── EXTRACTED INFORMATION ──
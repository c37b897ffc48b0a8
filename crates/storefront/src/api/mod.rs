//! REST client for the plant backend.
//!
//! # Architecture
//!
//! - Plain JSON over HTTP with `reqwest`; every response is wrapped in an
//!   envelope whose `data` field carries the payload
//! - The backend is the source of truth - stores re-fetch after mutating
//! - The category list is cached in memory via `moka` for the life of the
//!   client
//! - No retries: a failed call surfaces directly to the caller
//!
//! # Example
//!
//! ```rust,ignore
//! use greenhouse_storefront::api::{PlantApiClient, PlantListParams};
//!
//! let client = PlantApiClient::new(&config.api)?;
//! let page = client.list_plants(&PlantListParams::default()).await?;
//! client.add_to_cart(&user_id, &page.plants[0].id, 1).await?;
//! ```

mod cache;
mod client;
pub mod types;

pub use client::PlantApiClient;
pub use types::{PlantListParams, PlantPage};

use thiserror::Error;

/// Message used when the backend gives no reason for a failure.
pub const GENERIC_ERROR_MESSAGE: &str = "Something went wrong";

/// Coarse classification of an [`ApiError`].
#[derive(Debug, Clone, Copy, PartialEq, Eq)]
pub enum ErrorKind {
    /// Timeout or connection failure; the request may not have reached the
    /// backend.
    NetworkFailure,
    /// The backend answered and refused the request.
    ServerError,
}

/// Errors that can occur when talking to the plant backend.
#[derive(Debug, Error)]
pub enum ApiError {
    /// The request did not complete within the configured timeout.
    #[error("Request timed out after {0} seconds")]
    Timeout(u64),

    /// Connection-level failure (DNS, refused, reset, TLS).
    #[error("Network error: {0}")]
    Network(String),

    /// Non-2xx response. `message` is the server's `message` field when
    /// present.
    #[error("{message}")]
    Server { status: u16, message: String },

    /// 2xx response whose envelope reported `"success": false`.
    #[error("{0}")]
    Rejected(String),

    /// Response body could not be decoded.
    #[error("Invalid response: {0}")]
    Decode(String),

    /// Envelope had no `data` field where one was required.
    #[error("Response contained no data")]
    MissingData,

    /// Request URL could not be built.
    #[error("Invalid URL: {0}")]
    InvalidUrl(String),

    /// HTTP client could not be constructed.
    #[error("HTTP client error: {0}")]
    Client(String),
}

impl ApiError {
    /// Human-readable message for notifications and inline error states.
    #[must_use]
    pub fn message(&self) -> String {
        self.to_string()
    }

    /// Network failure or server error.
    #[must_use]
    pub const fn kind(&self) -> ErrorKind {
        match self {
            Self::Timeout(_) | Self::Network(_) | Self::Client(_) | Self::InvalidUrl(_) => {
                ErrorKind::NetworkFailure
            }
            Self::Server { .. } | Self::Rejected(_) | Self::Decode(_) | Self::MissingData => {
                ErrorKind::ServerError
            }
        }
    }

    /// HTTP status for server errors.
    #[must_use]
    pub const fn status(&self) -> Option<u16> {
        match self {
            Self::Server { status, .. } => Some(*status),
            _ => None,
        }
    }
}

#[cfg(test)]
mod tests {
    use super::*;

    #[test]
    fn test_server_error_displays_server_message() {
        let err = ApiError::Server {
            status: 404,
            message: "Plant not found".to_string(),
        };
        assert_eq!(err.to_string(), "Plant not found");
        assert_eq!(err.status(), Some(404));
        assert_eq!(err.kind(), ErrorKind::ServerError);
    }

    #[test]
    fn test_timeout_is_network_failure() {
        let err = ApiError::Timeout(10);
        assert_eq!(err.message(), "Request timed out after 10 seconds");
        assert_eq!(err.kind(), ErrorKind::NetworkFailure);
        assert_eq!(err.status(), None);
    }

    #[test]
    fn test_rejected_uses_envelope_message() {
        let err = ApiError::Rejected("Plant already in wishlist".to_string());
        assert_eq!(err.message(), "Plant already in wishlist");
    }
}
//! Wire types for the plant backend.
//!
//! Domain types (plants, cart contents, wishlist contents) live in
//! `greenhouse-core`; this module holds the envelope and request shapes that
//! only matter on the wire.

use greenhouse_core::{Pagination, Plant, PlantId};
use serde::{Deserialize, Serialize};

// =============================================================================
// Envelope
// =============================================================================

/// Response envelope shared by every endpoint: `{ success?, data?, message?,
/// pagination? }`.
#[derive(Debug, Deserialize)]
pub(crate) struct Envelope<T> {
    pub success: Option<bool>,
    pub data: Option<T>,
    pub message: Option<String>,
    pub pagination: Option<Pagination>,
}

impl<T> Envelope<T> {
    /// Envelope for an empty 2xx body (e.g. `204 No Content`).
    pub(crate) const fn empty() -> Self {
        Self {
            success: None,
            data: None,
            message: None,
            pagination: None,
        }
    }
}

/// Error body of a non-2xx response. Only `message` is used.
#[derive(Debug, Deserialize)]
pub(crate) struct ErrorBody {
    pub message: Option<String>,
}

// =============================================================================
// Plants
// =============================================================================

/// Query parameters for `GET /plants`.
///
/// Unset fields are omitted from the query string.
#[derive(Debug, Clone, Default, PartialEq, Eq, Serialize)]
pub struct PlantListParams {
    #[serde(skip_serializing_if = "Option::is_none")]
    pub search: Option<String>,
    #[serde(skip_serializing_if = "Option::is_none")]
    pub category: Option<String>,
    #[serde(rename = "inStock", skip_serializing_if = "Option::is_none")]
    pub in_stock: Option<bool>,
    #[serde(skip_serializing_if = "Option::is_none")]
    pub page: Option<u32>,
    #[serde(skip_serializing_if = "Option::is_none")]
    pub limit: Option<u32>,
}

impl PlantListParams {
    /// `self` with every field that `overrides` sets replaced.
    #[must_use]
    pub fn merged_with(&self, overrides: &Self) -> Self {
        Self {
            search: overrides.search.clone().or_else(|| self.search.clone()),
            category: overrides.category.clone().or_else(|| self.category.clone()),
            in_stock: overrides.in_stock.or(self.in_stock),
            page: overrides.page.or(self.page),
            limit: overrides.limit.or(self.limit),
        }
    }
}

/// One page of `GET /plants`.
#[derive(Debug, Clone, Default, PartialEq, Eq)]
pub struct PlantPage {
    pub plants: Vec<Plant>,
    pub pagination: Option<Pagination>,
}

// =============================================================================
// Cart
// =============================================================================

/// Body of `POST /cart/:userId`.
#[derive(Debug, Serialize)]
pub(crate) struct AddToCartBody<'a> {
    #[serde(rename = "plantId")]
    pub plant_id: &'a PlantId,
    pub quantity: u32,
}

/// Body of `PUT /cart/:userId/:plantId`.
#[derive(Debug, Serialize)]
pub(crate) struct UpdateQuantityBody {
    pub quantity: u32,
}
───
── EXTRACTED INFORMATION ──
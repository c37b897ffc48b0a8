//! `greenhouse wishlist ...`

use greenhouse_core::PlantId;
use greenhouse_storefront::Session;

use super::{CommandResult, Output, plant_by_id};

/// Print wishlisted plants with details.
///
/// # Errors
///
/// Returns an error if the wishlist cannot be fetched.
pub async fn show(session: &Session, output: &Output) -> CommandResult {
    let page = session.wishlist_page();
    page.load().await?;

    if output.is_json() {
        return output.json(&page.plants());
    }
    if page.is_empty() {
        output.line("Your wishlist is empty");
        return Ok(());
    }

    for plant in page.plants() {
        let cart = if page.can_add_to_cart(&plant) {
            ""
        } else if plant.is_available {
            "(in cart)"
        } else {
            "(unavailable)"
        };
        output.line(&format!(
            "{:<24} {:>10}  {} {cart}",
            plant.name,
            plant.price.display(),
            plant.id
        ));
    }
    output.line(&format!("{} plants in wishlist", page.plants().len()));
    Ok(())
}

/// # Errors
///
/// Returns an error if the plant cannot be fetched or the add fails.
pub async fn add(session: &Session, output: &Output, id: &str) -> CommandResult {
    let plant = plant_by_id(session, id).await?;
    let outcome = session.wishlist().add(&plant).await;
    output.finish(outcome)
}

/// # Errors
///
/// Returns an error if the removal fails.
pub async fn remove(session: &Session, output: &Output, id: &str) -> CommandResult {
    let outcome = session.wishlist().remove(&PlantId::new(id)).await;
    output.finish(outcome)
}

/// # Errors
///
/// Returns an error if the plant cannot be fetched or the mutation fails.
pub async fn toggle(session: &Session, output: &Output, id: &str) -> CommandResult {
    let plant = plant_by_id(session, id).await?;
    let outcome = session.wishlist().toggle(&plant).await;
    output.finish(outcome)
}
───
ASSIGNMENT » The lines you need are those holding the word "could"; copy each of them from the material above.

SOLUTION TO THIS EXERCISE »
    /// Response body could not be decoded.
    /// Request URL could not be built.
    /// HTTP client could not be constructed.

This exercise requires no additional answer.